The Trump team believes that such camps could enable the government to accelerate deportations of immigrants who fight their expulsion from the country. The idea is that more people would voluntarily accept removal instead of pursuing a long-shot effort to remain in the country if they had to stay locked up in the interim.
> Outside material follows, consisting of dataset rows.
use crate::models::{Fact, Resource};
use crate::specialists::{
    parse_tool_document, sum_datapoints, ErrorFactGuard, Specialist, SpecialistContext,
    MAX_FACTS_PER_RESOURCE,
};
use crate::tools::dynamodb as ddb_tools;
use async_trait::async_trait;
use serde_json::Value;

/// Analyzes database tables for capacity pressure and throttling.
pub struct DynamoDbSpecialist;

#[async_trait]
impl Specialist for DynamoDbSpecialist {
    async fn analyze(&self, resource: &Resource, ctx: &SpecialistContext) -> Vec<Fact> {
        let mut facts = Vec::new();
        let mut errors = ErrorFactGuard::new();
        let table_name = resource.name.as_str();

        let raw = ddb_tools::get_dynamodb_table_config(&ctx.tools, table_name).await;
        match parse_tool_document(&raw) {
            Ok(config) => {
                let status = config
                    .get("status")
                    .and_then(Value::as_str)
                    .unwrap_or("UNKNOWN");
                let billing = config
                    .get("billing_mode")
                    .and_then(Value::as_str)
                    .unwrap_or("PROVISIONED");
                facts.push(Fact::new(
                    "dynamodb_config",
                    format!("Table {table_name} is {status} (billing {billing})"),
                    0.85,
                ));
                if status != "ACTIVE" {
                    facts.push(Fact::new(
                        "dynamodb_config",
                        format!("Table {table_name} is not in ACTIVE state: {status}"),
                        0.9,
                    ));
                }
            }
            Err(error) => errors.report(
                &mut facts,
                "dynamodb_config",
                format!("Could not load table config for {table_name}: {error}"),
            ),
        }

        let raw = ddb_tools::get_dynamodb_table_metrics(&ctx.tools, table_name, 24).await;
        match parse_tool_document(&raw) {
            Ok(metrics) => {
                let throttled =
                    sum_datapoints(metrics.get("metrics").and_then(|m| m.get("ThrottledRequests")));
                let system_errors =
                    sum_datapoints(metrics.get("metrics").and_then(|m| m.get("SystemErrors")));
                if throttled > 0.0 {
                    facts.push(Fact::new(
                        "dynamodb_metrics",
                        format!(
                            "Table {table_name} throttled {throttled:.0} requests in the last 24h"
                        ),
                        0.9,
                    ));
                }
                if system_errors > 0.0 {
                    facts.push(Fact::new(
                        "dynamodb_metrics",
                        format!(
                            "Table {table_name} reported {system_errors:.0} system errors in the last 24h"
                        ),
                        0.9,
                    ));
                }
            }
            Err(error) => errors.report(
                &mut facts,
                "dynamodb_metrics",
                format!("Could not load metrics for {table_name}: {error}"),
            ),
        }

        facts.truncate(MAX_FACTS_PER_RESOURCE);
        facts
    }

    fn resource_types(&self) -> &'static [&'static str] {
        &["dynamodb"]
    }

    fn name(&self) -> &'static str {
        "dynamodb"
    }
}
Miller has also talked about invoking a public health emergency power to curtail hearing asylum claims, as the Trump administration did during the COVID-19 pandemic.
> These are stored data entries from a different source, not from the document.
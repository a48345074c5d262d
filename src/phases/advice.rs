use crate::models::{Advice, AdvicePriority, RootCauseAnalysis};

/// Deterministic remediation advice derived from the classified root cause
/// and contributing factors.
pub fn build_advice(analysis: &RootCauseAnalysis) -> Vec<Advice> {
    let mut advice = Vec::new();
    let mut seen_kinds: Vec<String> = Vec::new();

    let hypotheses = analysis
        .primary_root_cause
        .iter()
        .chain(analysis.contributing_factors.iter());

    for hypothesis in hypotheses {
        let kind = hypothesis.kind.clone();
        if seen_kinds.contains(&kind) {
            continue;
        }
        seen_kinds.push(kind.clone());
        if let Some(entry) = advice_for_kind(&kind) {
            advice.push(entry);
        }
    }

    advice
}

/// Single advice entry attached to failed investigations.
pub fn failure_advice(error: &str) -> Vec<Advice> {
    vec![Advice {
        title: "Investigation Failed".to_string(),
        description: format!("Investigation failed due to: {error}"),
        priority: AdvicePriority::Medium,
        category: "general".to_string(),
    }]
}

fn advice_for_kind(kind: &str) -> Option<Advice> {
    let (title, description, priority, category) = match kind {
        "permission_issue" => (
            "Review IAM permissions",
            "Inspect the policies attached to the failing principal and grant the denied \
             action explicitly. Validate the change with the IAM policy simulator before \
             deploying.",
            AdvicePriority::High,
            "security",
        ),
        "timeout" => (
            "Raise or tune the timeout",
            "Increase the configured timeout or reduce the work done per invocation. \
             Check downstream latency before raising limits blindly.",
            AdvicePriority::High,
            "performance",
        ),
        "configuration_error" => (
            "Audit recent configuration changes",
            "Compare the current configuration against the last known-good deployment \
             and roll back the divergent settings.",
            AdvicePriority::High,
            "configuration",
        ),
        "code_bug" => (
            "Fix the failing code path",
            "Reproduce the recorded error locally, add a regression test, and deploy a \
             fix. Input validation around the failing operation is the usual gap.",
            AdvicePriority::High,
            "code",
        ),
        "resource_constraint" => (
            "Increase resource allocation",
            "Raise the memory or capacity allocation for the affected resource and \
             re-check utilization after the change.",
            AdvicePriority::Medium,
            "capacity",
        ),
        "throttling" => (
            "Address throttling",
            "Request a quota increase or add client-side backoff to smooth the request \
             rate.",
            AdvicePriority::Medium,
            "capacity",
        ),
        "error_rate" => (
            "Investigate elevated error rate",
            "Correlate the error spike with deployments and upstream changes; alarms on \
             the error metric prevent silent regressions.",
            AdvicePriority::Medium,
            "reliability",
        ),
        "integration_failure" => (
            "Verify service integration",
            "Check the integration configuration between the calling and called service, \
             including request/response mappings and retry policies.",
            AdvicePriority::High,
            "integration",
        ),
        "infrastructure_issue" => (
            "Check infrastructure health",
            "Review provider status and the health of the underlying infrastructure; \
             consider failing over if the issue persists.",
            AdvicePriority::High,
            "infrastructure",
        ),
        "network_issue" => (
            "Inspect network configuration",
            "Verify security groups, route tables and NAT gateways on the path between \
             the affected services.",
            AdvicePriority::High,
            "network",
        ),
        _ => return None,
    };

    Some(Advice {
        title: title.to_string(),
        description: description.to_string(),
        priority,
        category: category.to_string(),
    })
}

#[cfg(test)]
mod tests {
    use super::*;
    use crate::models::Hypothesis;

    fn analysis(primary: &str, contributing: &[&str]) -> RootCauseAnalysis {
        let hypothesis = |kind: &str| Hypothesis {
            kind: kind.to_string(),
            description: String::new(),
            confidence: 0.9,
            evidence: vec!["e".to_string()],
            metadata: serde_json::Map::new(),
        };
        RootCauseAnalysis {
            primary_root_cause: Some(hypothesis(primary)),
            contributing_factors: contributing.iter().map(|k| hypothesis(k)).collect(),
            confidence_score: 0.9,
            analysis_summary: String::new(),
        }
    }

    #[test]
    fn advice_follows_hypothesis_kinds_without_duplicates() {
        let advice = build_advice(&analysis("permission_issue", &["timeout", "permission_issue"]));
        assert_eq!(advice.len(), 2);
        assert_eq!(advice[0].category, "security");
        assert_eq!(advice[0].priority, AdvicePriority::High);
    }

    #[test]
    fn unknown_kinds_produce_no_advice() {
        let advice = build_advice(&analysis("mystery", &[]));
        assert!(advice.is_empty());
    }
}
Trump’s declaration of a national emergency at the southern border amid a surge in asylum-seekers and his reprogramming of military funds toward his border wall in 2019 was a face-saving way out of a spending standoff with Congress that had led to a government shutdown. It led to legal challenges that had not been definitively resolved before President Biden took over and halted further construction on the border wall.
Trump’s team said it had developed a multifaceted plan to significantly increase the number of deportations, which it thought could be accomplished without new legislation from Congress, although it anticipated legal challenges.
Other elements of the team’s plan include bolstering the ranks of ICE officers with law enforcement officials who would be temporarily reassigned from other agencies, and with state National Guard members and federal troops activated to enforce the law on domestic soil under the Insurrection Act.
The team also plans to expand a form of due-process-free expulsions known as expedited removal, which is currently used near the border for recent arrivals, to people living across the interior of the country who cannot prove they have been in the United States for more than two years.
And the team plans to stop issuing citizenship-affirming documents, like passports and Social Security cards, to infants born on domestic soil to migrant parents who are not legal residents in a bid to end birthright citizenship.
Trump has signaled his intent to follow through on his promises with personnel announcements. He named Miller as a deputy chief of staff in his administration with influence over domestic policy. And Trump said he would make Thomas Homan, who ran ICE for the first year and a half of the first Trump administration and was an early proponent of separating families to deter migrants, his administration’s “border czar.”
Homan told The New York Times in 2023 that he had met with Trump shortly after the now president-elect announced that he would seek office again. During that meeting, Homan said, he “agreed to come back” in a second term and would “help to organize and run the largest deportation operation this country’s ever seen.”